Dandelions have pain-relieving properties, so the oil and salve can be used for sore muscles or arthritis.  Just apply to the affected area.  It can also be used to relieve sinus headaches by rubbing a little on your forehead.  The salve and oil can be used for dry skin as well. 

As soon as the dandelion vinegar, oil, and salve are done, I’ll post pictures.


There are two more recipes that we want to make, but didn’t have enough time today:  dandelion jelly and dandelion fritters.  We’ll be making these items this week since there seems to be no shortage of dandelions in the yard.


The last thing we did as part of today’s study on dandelions was focused on storytelling and poetry.  I read to the girls the story about how you can’t pick a dandelion. It’s a lovely story and gives a very different view of what a dandelion is…as is anything in nature.

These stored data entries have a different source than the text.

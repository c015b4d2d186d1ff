use std::{
    fs::OpenOptions,
    io,
    mem::ManuallyDrop,
    os::unix::{fs::OpenOptionsExt, io::AsRawFd},
    ptr::NonNull,
};

/// The physical memory device.
pub const DEV_MEM: &str = "/dev/mem";

/// Size of a page as the kernel maps it.
pub const PAGE_SIZE: usize = 4096;

/// A window of physical memory mapped into the process.
#[derive(Debug)]
pub(crate) struct MemMapping {
    // Page-aligned start of the mapping, as returned by mmap.
    base: NonNull<u8>,
    map_len: usize,
    // Offset of the requested address into the first page.
    page_offset: usize,
    len: usize,
}

// SAFETY: the mapping is plain memory, owned by this struct alone.
unsafe impl Send for MemMapping {}

impl MemMapping {
    /// Maps `len` bytes of physical memory starting at `address`.
    pub fn map(address: u32, len: usize) -> io::Result<Self> {
        let file = OpenOptions::new()
            .read(true)
            .write(true)
            .custom_flags(libc::O_SYNC)
            .open(DEV_MEM)?;

        let page_offset = address as usize % PAGE_SIZE;
        let page_address = address as usize - page_offset;
        let map_len = len + page_offset;

        // SAFETY: we map a fresh shared region; nothing else aliases it yet.
        let ptr = unsafe {
            libc::mmap(
                std::ptr::null_mut(),
                map_len,
                libc::PROT_READ | libc::PROT_WRITE,
                libc::MAP_SHARED,
                file.as_raw_fd(),
                page_address as libc::off_t,
            )
        };
        if ptr == libc::MAP_FAILED {
            return Err(io::Error::last_os_error());
        }
        let base = NonNull::new(ptr.cast::<u8>())
            .ok_or_else(|| io::Error::from(io::ErrorKind::AddrNotAvailable))?;

        // The file descriptor may be closed now; the mapping stays valid.
        Ok(Self {
            base,
            map_len,
            page_offset,
            len,
        })
    }

    /// Pointer to the requested address.
    pub fn as_ptr(&self) -> *mut u8 {
        // SAFETY: page_offset < map_len, so this stays inside the mapping.
        unsafe { self.base.as_ptr().add(self.page_offset) }
    }

    /// Same as [`as_ptr`](Self::as_ptr).
    pub fn as_non_null(&self) -> NonNull<u8> {
        // SAFETY: offset from a non-null mapping, see `as_ptr`.
        unsafe { NonNull::new_unchecked(self.as_ptr()) }
    }

    /// Length of the requested window.
    pub fn len(&self) -> usize {
        self.len
    }

    /// Unmaps the window, reporting failures.
    pub fn unmap(self) -> io::Result<()> {
        let this = ManuallyDrop::new(self);
        this.munmap()
    }

    fn munmap(&self) -> io::Result<()> {
        // SAFETY: base/map_len describe exactly the region returned by mmap.
        let ret = unsafe { libc::munmap(self.base.as_ptr().cast(), self.map_len) };
        if ret != 0 {
            return Err(io::Error::last_os_error());
        }
        Ok(())
    }
}

impl Drop for MemMapping {
    fn drop(&mut self) {
        if let Err(e) = self.munmap() {
            log::warn!("Couldn't unmap {} bytes of physical memory: {}", self.map_len, e);
        }
    }
}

Then I read a poem about dandelions that came from a Waldorf website:

O Dandelion, yellow as gold, what do you do all day?
“I just wait here in the tall, green grass, ’till the children come to play.”

O Dandelion, yellow as gold, what do you do all night?
“I wait and wait, while the cool dew falls, and my hair grows long and white.”

And what do you do when your hair grows white, and the children come to play?
“They take me in their dimpled hands, and blow my hair away!”